§ PROBLEM TO WORK ON: Every entry here needs to be repeated exactly.

+===+

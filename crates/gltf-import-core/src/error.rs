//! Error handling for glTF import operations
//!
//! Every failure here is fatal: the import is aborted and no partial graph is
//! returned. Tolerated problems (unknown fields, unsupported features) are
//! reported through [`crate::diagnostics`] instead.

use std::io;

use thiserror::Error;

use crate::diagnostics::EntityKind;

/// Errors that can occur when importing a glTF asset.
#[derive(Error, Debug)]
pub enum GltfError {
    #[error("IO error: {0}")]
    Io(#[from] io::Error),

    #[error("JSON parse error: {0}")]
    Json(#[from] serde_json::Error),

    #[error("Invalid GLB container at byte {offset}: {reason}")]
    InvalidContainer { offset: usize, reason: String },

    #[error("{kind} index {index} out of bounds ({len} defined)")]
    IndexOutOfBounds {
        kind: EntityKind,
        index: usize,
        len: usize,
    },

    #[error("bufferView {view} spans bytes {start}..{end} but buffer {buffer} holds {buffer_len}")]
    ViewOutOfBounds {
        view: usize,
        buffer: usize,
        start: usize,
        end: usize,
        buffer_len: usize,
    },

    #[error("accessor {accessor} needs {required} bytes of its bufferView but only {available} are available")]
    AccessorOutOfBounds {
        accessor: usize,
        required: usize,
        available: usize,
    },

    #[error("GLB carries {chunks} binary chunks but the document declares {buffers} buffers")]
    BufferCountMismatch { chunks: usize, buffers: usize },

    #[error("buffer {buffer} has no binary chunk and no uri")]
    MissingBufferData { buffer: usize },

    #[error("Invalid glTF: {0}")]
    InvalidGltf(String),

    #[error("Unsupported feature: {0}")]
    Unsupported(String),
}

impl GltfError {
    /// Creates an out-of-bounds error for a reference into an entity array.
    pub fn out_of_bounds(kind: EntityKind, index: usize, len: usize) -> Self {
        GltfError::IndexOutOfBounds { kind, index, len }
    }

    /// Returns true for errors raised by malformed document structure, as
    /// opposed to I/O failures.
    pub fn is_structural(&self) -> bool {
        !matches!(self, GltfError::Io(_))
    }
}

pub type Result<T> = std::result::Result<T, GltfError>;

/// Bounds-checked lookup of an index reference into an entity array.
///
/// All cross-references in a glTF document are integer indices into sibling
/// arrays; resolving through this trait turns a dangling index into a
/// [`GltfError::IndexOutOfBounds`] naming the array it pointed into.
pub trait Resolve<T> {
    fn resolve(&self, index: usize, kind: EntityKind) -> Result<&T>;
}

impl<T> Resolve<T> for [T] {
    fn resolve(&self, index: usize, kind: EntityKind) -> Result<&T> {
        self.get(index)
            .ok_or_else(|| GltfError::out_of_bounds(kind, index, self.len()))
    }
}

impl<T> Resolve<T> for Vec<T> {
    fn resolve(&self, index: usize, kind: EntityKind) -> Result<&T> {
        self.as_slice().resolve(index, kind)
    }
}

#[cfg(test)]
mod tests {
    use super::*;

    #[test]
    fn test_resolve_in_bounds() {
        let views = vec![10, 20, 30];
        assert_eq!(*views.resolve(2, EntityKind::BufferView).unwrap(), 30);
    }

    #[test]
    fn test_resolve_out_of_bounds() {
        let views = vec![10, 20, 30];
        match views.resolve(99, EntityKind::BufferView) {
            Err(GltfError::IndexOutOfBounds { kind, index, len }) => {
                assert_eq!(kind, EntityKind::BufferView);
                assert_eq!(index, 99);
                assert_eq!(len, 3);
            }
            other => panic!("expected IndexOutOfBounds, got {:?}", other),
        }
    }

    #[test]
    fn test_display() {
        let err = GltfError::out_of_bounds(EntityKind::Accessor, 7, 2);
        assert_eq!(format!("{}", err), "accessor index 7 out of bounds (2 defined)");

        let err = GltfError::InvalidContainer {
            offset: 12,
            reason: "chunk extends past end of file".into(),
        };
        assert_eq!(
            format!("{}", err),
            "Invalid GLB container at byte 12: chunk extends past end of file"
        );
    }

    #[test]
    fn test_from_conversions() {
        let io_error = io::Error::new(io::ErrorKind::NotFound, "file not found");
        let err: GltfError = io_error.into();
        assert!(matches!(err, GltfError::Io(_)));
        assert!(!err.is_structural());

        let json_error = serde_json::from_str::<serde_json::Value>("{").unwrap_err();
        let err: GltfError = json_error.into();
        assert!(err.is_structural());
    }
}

+===+

§ ANSWER TO THIS TASK:
filename crates/gltf-import-core/src/error.rs
//! Error handling for glTF import operations
//!
//! Every failure here is fatal: the import is aborted and no partial graph is
//! returned. Tolerated problems (unknown fields, unsupported features) are
//! reported through [`crate::diagnostics`] instead.

use std::io;

use thiserror::Error;

use crate::diagnostics::EntityKind;

/// Errors that can occur when importing a glTF asset.
#[derive(Error, Debug)]
pub enum GltfError {
    #[error("IO error: {0}")]
    Io(#[from] io::Error),

    #[error("JSON parse error: {0}")]
    Json(#[from] serde_json::Error),

    #[error("Invalid GLB container at byte {offset}: {reason}")]
    InvalidContainer { offset: usize, reason: String },

    #[error("{kind} index {index} out of bounds ({len} defined)")]
    IndexOutOfBounds {
        kind: EntityKind,
        index: usize,
        len: usize,
    },

    #[error("bufferView {view} spans bytes {start}..{end} but buffer {buffer} holds {buffer_len}")]
    ViewOutOfBounds {
        view: usize,
        buffer: usize,
        start: usize,
        end: usize,
        buffer_len: usize,
    },

    #[error("accessor {accessor} needs {required} bytes of its bufferView but only {available} are available")]
    AccessorOutOfBounds {
        accessor: usize,
        required: usize,
        available: usize,
    },

    #[error("GLB carries {chunks} binary chunks but the document declares {buffers} buffers")]
    BufferCountMismatch { chunks: usize, buffers: usize },

    #[error("buffer {buffer} has no binary chunk and no uri")]
    MissingBufferData { buffer: usize },

    #[error("Invalid glTF: {0}")]
    InvalidGltf(String),

    #[error("Unsupported feature: {0}")]
    Unsupported(String),
}

impl GltfError {
    /// Creates an out-of-bounds error for a reference into an entity array.
    pub fn out_of_bounds(kind: EntityKind, index: usize, len: usize) -> Self {
        GltfError::IndexOutOfBounds { kind, index, len }
    }

    /// Returns true for errors raised by malformed document structure, as
    /// opposed to I/O failures.
    pub fn is_structural(&self) -> bool {
        !matches!(self, GltfError::Io(_))
    }
}

pub type Result<T> = std::result::Result<T, GltfError>;

/// Bounds-checked lookup of an index reference into an entity array.
///
/// All cross-references in a glTF document are integer indices into sibling
/// arrays; resolving through this trait turns a dangling index into a
/// [`GltfError::IndexOutOfBounds`] naming the array it pointed into.
pub trait Resolve<T> {
    fn resolve(&self, index: usize, kind: EntityKind) -> Result<&T>;
}

impl<T> Resolve<T> for [T] {
    fn resolve(&self, index: usize, kind: EntityKind) -> Result<&T> {
        self.get(index)
            .ok_or_else(|| GltfError::out_of_bounds(kind, index, self.len()))
    }
}

impl<T> Resolve<T> for Vec<T> {
    fn resolve(&self, index: usize, kind: EntityKind) -> Result<&T> {
        self.as_slice().resolve(index, kind)
    }
}

#[cfg(test)]
mod tests {
    use super::*;

    #[test]
    fn test_resolve_in_bounds() {
        let views = vec![10, 20, 30];
        assert_eq!(*views.resolve(2, EntityKind::BufferView).unwrap(), 30);
    }

    #[test]
    fn test_resolve_out_of_bounds() {
        let views = vec![10, 20, 30];
        match views.resolve(99, EntityKind::BufferView) {
            Err(GltfError::IndexOutOfBounds { kind, index, len }) => {
                assert_eq!(kind, EntityKind::BufferView);
                assert_eq!(index, 99);
                assert_eq!(len, 3);
            }
            other => panic!("expected IndexOutOfBounds, got {:?}", other),
        }
    }

    #[test]
    fn test_display() {
        let err = GltfError::out_of_bounds(EntityKind::Accessor, 7, 2);
        assert_eq!(format!("{}", err), "accessor index 7 out of bounds (2 defined)");

        let err = GltfError::InvalidContainer {
            offset: 12,
            reason: "chunk extends past end of file".into(),
        };
        assert_eq!(
            format!("{}", err),
            "Invalid GLB container at byte 12: chunk extends past end of file"
        );
    }

    #[test]
    fn test_from_conversions() {
        let io_error = io::Error::new(io::ErrorKind::NotFound, "file not found");
        let err: GltfError = io_error.into();
        assert!(matches!(err, GltfError::Io(_)));
        assert!(!err.is_structural());

        let json_error = serde_json::from_str::<serde_json::Value>("{").unwrap_err();
        let err: GltfError = json_error.into();
        assert!(err.is_structural());
    }
}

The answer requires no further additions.